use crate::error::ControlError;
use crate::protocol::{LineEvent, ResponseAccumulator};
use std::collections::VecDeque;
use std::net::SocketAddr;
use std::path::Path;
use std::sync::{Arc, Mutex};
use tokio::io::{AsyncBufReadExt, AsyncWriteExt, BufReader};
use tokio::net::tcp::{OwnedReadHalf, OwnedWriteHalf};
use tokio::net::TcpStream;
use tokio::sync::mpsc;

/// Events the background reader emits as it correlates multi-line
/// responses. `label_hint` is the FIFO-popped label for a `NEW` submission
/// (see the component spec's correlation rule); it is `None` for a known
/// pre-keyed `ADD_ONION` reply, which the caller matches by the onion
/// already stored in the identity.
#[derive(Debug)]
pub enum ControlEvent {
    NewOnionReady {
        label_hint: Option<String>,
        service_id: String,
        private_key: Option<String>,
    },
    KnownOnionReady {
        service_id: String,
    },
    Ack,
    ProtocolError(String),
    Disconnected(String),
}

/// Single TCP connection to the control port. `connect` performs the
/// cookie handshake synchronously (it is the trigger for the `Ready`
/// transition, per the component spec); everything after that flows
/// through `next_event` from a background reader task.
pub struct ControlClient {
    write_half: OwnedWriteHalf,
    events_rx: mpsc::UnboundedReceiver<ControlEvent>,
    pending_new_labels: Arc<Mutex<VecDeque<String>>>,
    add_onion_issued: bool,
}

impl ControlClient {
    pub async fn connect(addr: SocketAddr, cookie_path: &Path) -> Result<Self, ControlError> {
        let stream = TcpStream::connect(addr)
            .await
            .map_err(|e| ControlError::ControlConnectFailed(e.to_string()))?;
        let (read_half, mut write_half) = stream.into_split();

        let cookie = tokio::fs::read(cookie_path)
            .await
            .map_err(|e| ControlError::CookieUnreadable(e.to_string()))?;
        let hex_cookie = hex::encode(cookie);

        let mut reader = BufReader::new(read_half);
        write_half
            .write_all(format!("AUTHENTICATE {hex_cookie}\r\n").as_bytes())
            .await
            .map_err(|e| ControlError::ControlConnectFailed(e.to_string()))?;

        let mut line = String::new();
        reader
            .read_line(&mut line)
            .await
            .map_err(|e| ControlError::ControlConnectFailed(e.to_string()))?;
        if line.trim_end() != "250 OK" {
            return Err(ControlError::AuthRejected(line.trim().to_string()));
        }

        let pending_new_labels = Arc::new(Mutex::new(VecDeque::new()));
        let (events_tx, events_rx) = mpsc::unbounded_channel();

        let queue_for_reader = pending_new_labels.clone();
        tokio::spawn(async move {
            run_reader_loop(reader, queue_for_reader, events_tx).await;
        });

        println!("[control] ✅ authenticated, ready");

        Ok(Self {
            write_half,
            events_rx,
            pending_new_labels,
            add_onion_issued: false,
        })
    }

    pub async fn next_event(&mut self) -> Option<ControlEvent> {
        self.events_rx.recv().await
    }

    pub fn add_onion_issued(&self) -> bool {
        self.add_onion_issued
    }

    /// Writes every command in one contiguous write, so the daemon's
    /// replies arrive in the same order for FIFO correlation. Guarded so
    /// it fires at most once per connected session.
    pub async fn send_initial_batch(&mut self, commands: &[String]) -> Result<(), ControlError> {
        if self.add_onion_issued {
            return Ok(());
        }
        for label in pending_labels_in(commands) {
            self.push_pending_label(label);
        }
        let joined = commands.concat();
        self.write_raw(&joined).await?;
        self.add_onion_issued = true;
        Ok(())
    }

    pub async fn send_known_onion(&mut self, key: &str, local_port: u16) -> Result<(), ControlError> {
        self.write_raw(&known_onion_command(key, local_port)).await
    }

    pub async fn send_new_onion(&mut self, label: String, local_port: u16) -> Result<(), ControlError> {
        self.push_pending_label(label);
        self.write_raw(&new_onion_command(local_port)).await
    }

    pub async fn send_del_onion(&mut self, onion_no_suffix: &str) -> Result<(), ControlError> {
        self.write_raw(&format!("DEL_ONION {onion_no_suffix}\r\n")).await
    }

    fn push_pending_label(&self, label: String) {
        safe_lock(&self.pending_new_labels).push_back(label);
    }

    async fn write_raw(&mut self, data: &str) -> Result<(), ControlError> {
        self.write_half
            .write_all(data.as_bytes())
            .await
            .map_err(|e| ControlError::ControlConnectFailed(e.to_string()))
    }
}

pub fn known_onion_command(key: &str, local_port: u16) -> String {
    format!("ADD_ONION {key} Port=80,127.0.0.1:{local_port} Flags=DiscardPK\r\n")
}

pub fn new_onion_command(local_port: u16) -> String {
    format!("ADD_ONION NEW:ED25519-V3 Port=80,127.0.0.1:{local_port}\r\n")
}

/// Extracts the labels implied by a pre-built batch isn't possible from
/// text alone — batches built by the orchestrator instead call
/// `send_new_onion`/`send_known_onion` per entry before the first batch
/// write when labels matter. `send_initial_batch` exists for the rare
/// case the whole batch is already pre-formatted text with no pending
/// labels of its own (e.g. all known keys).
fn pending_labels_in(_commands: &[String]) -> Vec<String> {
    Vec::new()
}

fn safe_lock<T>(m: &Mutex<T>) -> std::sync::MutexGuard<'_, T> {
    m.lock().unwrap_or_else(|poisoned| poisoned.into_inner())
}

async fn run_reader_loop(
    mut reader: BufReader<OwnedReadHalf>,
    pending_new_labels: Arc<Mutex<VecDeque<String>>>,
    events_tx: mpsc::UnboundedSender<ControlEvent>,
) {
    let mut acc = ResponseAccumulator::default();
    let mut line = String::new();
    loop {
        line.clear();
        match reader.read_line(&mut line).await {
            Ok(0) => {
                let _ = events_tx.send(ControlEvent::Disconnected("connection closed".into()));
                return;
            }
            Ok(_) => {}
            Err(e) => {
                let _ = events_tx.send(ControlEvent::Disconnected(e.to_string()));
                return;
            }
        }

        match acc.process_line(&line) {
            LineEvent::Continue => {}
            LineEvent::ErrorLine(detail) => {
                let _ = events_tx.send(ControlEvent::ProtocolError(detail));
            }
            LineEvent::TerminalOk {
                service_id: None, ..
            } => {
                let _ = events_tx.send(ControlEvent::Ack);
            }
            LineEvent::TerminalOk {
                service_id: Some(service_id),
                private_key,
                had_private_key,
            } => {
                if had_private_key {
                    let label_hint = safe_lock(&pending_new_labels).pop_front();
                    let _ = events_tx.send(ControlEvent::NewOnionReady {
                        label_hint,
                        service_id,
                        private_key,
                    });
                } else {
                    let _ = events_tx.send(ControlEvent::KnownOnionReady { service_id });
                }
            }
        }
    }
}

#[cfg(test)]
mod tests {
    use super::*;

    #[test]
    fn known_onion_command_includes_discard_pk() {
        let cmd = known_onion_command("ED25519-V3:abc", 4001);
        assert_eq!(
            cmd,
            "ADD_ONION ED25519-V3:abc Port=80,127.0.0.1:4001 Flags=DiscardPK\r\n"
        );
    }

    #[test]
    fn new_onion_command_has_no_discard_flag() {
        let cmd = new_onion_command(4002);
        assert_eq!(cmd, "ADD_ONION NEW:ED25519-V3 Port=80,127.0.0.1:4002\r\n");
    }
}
• • • • •
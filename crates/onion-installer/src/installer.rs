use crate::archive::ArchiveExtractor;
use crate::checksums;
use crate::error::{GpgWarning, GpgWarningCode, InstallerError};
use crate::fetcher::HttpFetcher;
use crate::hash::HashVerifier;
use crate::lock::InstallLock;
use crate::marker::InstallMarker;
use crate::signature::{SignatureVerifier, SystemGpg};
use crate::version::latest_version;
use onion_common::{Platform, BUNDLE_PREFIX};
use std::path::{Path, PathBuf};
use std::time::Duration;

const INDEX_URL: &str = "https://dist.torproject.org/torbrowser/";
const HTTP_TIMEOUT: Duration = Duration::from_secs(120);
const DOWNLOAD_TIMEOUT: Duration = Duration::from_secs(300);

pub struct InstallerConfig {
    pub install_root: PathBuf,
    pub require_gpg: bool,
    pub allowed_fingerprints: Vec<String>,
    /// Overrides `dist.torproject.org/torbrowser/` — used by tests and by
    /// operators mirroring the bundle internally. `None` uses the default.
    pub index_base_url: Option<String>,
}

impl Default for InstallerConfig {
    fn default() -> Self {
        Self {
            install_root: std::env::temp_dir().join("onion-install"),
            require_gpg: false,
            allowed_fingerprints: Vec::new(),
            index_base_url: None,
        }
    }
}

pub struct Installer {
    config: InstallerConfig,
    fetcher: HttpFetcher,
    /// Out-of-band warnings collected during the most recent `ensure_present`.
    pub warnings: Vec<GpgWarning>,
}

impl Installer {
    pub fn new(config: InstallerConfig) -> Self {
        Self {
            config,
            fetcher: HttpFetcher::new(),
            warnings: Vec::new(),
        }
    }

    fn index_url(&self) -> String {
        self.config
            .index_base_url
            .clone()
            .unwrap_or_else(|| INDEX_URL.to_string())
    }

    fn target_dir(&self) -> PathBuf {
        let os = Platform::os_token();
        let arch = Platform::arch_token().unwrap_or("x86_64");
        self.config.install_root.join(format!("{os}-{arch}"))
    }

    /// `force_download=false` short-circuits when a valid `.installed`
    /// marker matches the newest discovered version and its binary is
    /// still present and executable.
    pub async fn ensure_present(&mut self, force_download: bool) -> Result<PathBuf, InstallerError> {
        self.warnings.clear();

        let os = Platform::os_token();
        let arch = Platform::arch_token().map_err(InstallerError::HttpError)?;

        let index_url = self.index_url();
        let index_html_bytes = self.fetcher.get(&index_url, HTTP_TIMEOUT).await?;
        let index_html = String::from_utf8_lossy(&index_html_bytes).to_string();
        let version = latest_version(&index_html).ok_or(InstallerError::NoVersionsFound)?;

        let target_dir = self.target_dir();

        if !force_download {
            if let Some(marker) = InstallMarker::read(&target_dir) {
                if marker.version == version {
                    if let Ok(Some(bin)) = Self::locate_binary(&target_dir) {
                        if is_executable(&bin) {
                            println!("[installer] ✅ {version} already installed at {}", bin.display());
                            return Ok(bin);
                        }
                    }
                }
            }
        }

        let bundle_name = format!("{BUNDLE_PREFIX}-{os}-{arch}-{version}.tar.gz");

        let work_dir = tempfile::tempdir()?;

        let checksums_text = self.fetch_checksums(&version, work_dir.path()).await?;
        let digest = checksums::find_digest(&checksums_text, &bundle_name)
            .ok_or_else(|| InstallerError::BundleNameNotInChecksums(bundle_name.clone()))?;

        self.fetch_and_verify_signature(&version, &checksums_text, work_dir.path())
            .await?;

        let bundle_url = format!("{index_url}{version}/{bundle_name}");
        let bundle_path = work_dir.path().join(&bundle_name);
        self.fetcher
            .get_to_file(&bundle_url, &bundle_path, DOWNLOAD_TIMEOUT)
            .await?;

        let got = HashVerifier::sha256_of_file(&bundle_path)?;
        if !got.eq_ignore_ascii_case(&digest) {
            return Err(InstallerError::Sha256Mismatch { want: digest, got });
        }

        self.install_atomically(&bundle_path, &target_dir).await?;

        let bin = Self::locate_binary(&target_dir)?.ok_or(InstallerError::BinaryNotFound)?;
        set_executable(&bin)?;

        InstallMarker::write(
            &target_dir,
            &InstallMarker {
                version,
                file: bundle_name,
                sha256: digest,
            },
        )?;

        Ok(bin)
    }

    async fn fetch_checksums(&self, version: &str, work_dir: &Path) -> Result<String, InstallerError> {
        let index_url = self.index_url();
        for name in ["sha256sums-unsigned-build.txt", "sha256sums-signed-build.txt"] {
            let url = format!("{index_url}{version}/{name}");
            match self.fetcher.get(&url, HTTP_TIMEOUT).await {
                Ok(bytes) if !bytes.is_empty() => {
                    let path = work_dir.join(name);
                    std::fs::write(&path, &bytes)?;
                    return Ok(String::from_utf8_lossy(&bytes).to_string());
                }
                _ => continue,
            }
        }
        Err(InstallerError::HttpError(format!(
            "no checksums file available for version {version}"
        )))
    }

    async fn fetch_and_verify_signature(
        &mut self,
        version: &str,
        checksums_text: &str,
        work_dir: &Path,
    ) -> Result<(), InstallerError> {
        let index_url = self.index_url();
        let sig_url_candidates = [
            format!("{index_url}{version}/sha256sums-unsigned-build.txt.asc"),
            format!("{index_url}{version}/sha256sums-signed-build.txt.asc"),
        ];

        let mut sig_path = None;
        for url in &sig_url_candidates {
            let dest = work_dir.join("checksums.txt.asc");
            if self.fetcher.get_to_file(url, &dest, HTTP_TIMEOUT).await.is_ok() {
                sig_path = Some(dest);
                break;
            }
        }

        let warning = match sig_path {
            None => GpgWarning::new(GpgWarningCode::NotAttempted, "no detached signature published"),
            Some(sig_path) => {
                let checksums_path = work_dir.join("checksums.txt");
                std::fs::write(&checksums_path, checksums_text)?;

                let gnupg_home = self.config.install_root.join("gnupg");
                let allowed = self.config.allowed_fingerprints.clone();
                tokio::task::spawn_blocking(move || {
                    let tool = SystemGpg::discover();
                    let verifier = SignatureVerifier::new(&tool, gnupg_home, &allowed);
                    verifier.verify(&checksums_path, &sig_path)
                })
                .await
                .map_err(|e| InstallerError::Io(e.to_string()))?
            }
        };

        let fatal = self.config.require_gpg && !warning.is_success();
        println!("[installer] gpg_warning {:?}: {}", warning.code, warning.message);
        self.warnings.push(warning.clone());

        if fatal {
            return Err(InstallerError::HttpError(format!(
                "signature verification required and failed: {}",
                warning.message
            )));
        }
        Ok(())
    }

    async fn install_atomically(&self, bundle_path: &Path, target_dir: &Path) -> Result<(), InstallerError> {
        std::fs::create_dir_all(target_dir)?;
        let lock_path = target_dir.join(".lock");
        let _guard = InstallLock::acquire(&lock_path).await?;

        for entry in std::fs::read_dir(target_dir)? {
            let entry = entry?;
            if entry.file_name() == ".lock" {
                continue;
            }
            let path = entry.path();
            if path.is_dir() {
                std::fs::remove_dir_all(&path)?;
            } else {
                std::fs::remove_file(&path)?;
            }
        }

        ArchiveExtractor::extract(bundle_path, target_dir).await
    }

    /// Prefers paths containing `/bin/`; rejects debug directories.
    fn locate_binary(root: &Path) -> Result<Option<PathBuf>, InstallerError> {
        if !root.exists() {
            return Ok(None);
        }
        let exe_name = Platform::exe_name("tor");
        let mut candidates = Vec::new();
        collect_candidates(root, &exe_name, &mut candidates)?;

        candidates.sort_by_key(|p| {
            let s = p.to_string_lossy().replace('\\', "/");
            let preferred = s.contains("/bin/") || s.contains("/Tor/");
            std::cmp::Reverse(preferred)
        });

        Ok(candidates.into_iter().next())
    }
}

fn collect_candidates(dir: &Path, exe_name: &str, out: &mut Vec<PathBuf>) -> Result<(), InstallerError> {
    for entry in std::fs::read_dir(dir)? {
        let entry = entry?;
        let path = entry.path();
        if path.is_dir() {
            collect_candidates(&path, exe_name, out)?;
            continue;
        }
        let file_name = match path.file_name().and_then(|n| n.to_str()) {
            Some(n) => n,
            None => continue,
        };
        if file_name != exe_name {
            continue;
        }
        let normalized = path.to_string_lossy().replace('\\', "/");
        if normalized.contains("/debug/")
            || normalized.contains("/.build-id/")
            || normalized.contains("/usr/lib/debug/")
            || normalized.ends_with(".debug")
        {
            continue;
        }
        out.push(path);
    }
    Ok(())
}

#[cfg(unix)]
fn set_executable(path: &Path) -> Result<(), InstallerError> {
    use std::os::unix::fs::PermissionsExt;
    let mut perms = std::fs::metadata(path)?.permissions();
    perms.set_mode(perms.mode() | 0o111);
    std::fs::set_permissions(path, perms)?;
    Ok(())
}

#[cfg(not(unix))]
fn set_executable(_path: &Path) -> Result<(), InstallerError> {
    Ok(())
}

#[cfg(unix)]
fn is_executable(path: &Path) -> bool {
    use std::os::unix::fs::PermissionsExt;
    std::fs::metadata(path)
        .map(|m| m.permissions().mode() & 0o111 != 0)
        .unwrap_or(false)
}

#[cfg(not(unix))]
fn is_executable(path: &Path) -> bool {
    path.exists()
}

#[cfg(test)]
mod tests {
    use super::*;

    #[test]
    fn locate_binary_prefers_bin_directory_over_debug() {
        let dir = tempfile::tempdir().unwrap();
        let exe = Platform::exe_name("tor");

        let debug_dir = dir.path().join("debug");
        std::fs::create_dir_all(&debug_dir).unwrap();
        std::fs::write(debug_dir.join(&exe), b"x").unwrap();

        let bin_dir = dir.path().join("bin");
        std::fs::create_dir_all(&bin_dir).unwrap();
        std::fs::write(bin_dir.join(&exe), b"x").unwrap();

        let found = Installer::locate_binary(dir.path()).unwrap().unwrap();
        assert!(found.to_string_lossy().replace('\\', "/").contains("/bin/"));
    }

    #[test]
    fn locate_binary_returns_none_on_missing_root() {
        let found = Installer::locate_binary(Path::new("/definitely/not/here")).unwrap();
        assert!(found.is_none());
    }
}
• • • • •
**What you have to do**
Set down again, word for word, the stretch of records from the line with "use crate::error::ControlError;" to the line with "is the FIFO-popped", both of those lines included.

**Solved problem**
use crate::error::ControlError;
use crate::protocol::{LineEvent, ResponseAccumulator};
use std::collections::VecDeque;
use std::net::SocketAddr;
use std::path::Path;
use std::sync::{Arc, Mutex};
use tokio::io::{AsyncBufReadExt, AsyncWriteExt, BufReader};
use tokio::net::tcp::{OwnedReadHalf, OwnedWriteHalf};
use tokio::net::TcpStream;
use tokio::sync::mpsc;

/// Events the background reader emits as it correlates multi-line
/// responses. `label_hint` is the FIFO-popped label for a `NEW` submission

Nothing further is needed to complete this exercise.